Methods and Results: HBGAs from porcine gastric mucin (PGM) have been conjugated to magnetic beads (PGM‐MB) for concentration of NoV. A GII.4 virus was used for the detailed binding kinetics study and a panel of genogroup I (GI) NoVs, genogroup II (GII) NoVs and recombinant NoVs (rNoVs) were used for specificity and binding efficiency assays. We determined that NoV can be captured after 15 min of incubation with PGM‐MB, and virus recovery efficiency is decreased after extended incubation times. rNoV binding as measured by ELISA and NoV recovery as measured by quantitative reverse transcriptase‐polymerase chain reaction (RT‐PCR), were both enhanced significantly at acidic pH conditions. rNoV binding to PGM as measured by ELISA was increased up to 66%. While real‐time RT‐PCR analyses suggest that NoV could be concentrated as much as 1000‐fold at neutral pH, up to 3·4‐fold further increase of NoV recovery was achieved by adjusting the pH of the sample to 3·0–4·2. Variation between GI and GII viral binding to the PGM‐MB at basic pH was observed.

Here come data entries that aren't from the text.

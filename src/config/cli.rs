//! Command-line flags.
//!
//! Every flag overrides the matching value from the settings file.

use std::path::PathBuf;

use clap::Parser;

use crate::command::CommandSpec;
use crate::config::schema::ReloadConfig;
use crate::controller::{DiscardPolicy, FileMode, OwnerSpec, StartupPolicy};
use crate::supervisor::SignalName;
use crate::watcher::WatchMode;

#[derive(Debug, Parser)]
#[command(name = "reloadconf", version)]
#[command(about = "Supervise a daemon and reload it when a validated config arrives", long_about = None)]
pub struct Cli {
    /// TOML settings file
    #[arg(long, value_name = "FILE")]
    pub settings: Option<PathBuf>,

    /// Daemon command line
    #[arg(long, value_name = "CMD")]
    pub command: Option<CommandSpec>,

    /// Directory watched for candidate configs
    #[arg(long, value_name = "DIR")]
    pub watch: Option<PathBuf>,

    /// Live config path read by the daemon
    #[arg(long, value_name = "FILE")]
    pub config: Option<PathBuf>,

    /// Candidate file name inside the watch directory
    #[arg(long, value_name = "NAME")]
    pub candidate_name: Option<String>,

    /// Config test command; `{}` is replaced by the file path
    #[arg(long, value_name = "CMD")]
    pub test: Option<CommandSpec>,

    /// Command run to reload the daemon instead of signalling it
    #[arg(long, value_name = "CMD")]
    pub reload: Option<CommandSpec>,

    /// Signal sent to the daemon to reload
    #[arg(long, value_name = "SIGNAL")]
    pub reload_signal: Option<SignalName>,

    /// Signal sent to the daemon to stop
    #[arg(long, value_name = "SIGNAL")]
    pub stop_signal: Option<SignalName>,

    /// Seconds to wait for a graceful stop before killing
    #[arg(long, value_name = "SECS")]
    pub stop_timeout: Option<u64>,

    /// Seconds to wait after killing before giving up
    #[arg(long, value_name = "SECS")]
    pub kill_timeout: Option<u64>,

    /// Seconds a config test may run
    #[arg(long, value_name = "SECS")]
    pub validate_timeout: Option<u64>,

    /// Milliseconds a candidate must stay unchanged
    #[arg(long, value_name = "MS")]
    pub quiescence_ms: Option<u64>,

    /// Milliseconds between polls
    #[arg(long, value_name = "MS")]
    pub poll_interval_ms: Option<u64>,

    /// Poll instead of using filesystem notifications
    #[arg(long)]
    pub polling: bool,

    /// Mode for the promoted config, in octal
    #[arg(long, value_name = "MODE")]
    pub chmod: Option<FileMode>,

    /// Owner for the promoted config
    #[arg(long, value_name = "USER[:GROUP]")]
    pub chown: Option<OwnerSpec>,

    /// Keep candidates that fail validation instead of deleting them
    #[arg(long)]
    pub keep_invalid: bool,

    /// What to do when the live config is invalid at startup
    #[arg(long, value_enum, value_name = "POLICY")]
    pub on_invalid_startup: Option<StartupPolicy>,

    /// Wait for this path to exist before starting
    #[arg(long, value_name = "PATH")]
    pub wait_for_path: Option<PathBuf>,

    /// Wait for this TCP endpoint to accept connections before starting
    #[arg(long, value_name = "HOST:PORT")]
    pub wait_for_sock: Option<String>,

    /// Seconds to wait on each startup gate
    #[arg(long, value_name = "SECS")]
    pub wait_timeout: Option<u64>,

    /// Verbose logging
    #[arg(long)]
    pub debug: bool,
}

impl Cli {
    /// Overlay the flags that were given onto `config`.
    pub fn apply(&self, config: &mut ReloadConfig) {
        overlay(&mut config.command, &self.command);
        overlay(&mut config.watch_dir, &self.watch);
        overlay(&mut config.live_config, &self.config);
        overlay(&mut config.candidate_name, &self.candidate_name);
        overlay(&mut config.test_command, &self.test);
        overlay(&mut config.reload_command, &self.reload);
        overlay(&mut config.promotion.chmod, &self.chmod);
        overlay(&mut config.promotion.chown, &self.chown);
        overlay(&mut config.startup.wait_for_path, &self.wait_for_path);
        overlay(&mut config.startup.wait_for_sock, &self.wait_for_sock);

        if let Some(signal) = self.reload_signal {
            config.reload_signal = signal;
        }
        if let Some(signal) = self.stop_signal {
            config.stop_signal = signal;
        }
        if let Some(secs) = self.stop_timeout {
            config.timeouts.stop_secs = secs;
        }
        if let Some(secs) = self.kill_timeout {
            config.timeouts.kill_secs = secs;
        }
        if self.validate_timeout.is_some() {
            config.timeouts.validate_secs = self.validate_timeout;
        }
        if let Some(ms) = self.quiescence_ms {
            config.watch.quiescence_ms = ms;
        }
        if let Some(ms) = self.poll_interval_ms {
            config.watch.poll_interval_ms = ms;
        }
        if self.polling {
            config.watch.mode = WatchMode::Polling;
        }
        if self.keep_invalid {
            config.promotion.on_invalid = DiscardPolicy::Keep;
        }
        if let Some(policy) = self.on_invalid_startup {
            config.startup.on_invalid = policy;
        }
        if let Some(secs) = self.wait_timeout {
            config.startup.wait_timeout_secs = secs;
        }
    }
}

fn overlay<T: Clone>(target: &mut Option<T>, flag: &Option<T>) {
    if flag.is_some() {
        target.clone_from(flag);
    }
}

All five GI rNoVs tested and 6 of 9 GII rNoVs were captured by PGM. All eight GI strains tested were concentrated by PGM‐MB, ranging from 28‐fold (GI.4) to 1502‐fold (GI.1). Eleven of 13 GII strains were concentrated from 30‐fold (GII.5) to 1014‐fold (GII.4, lab strain) by PGM‐MB. GI and GII rNoVs viral capsid proteins were recovered with high salt conditions, but results were inconsistent for whole virus recovery.
Conclusions: All GI and 85% of GII NoVs tested could be captured and concentrated by PGM‐MB method. The binding occurred rapidly and was enhanced at low pH.
Significance and Impact of the Study: These results facilitated development of a prototype method for sensitive detection of NoV in samples requiring larger volumes.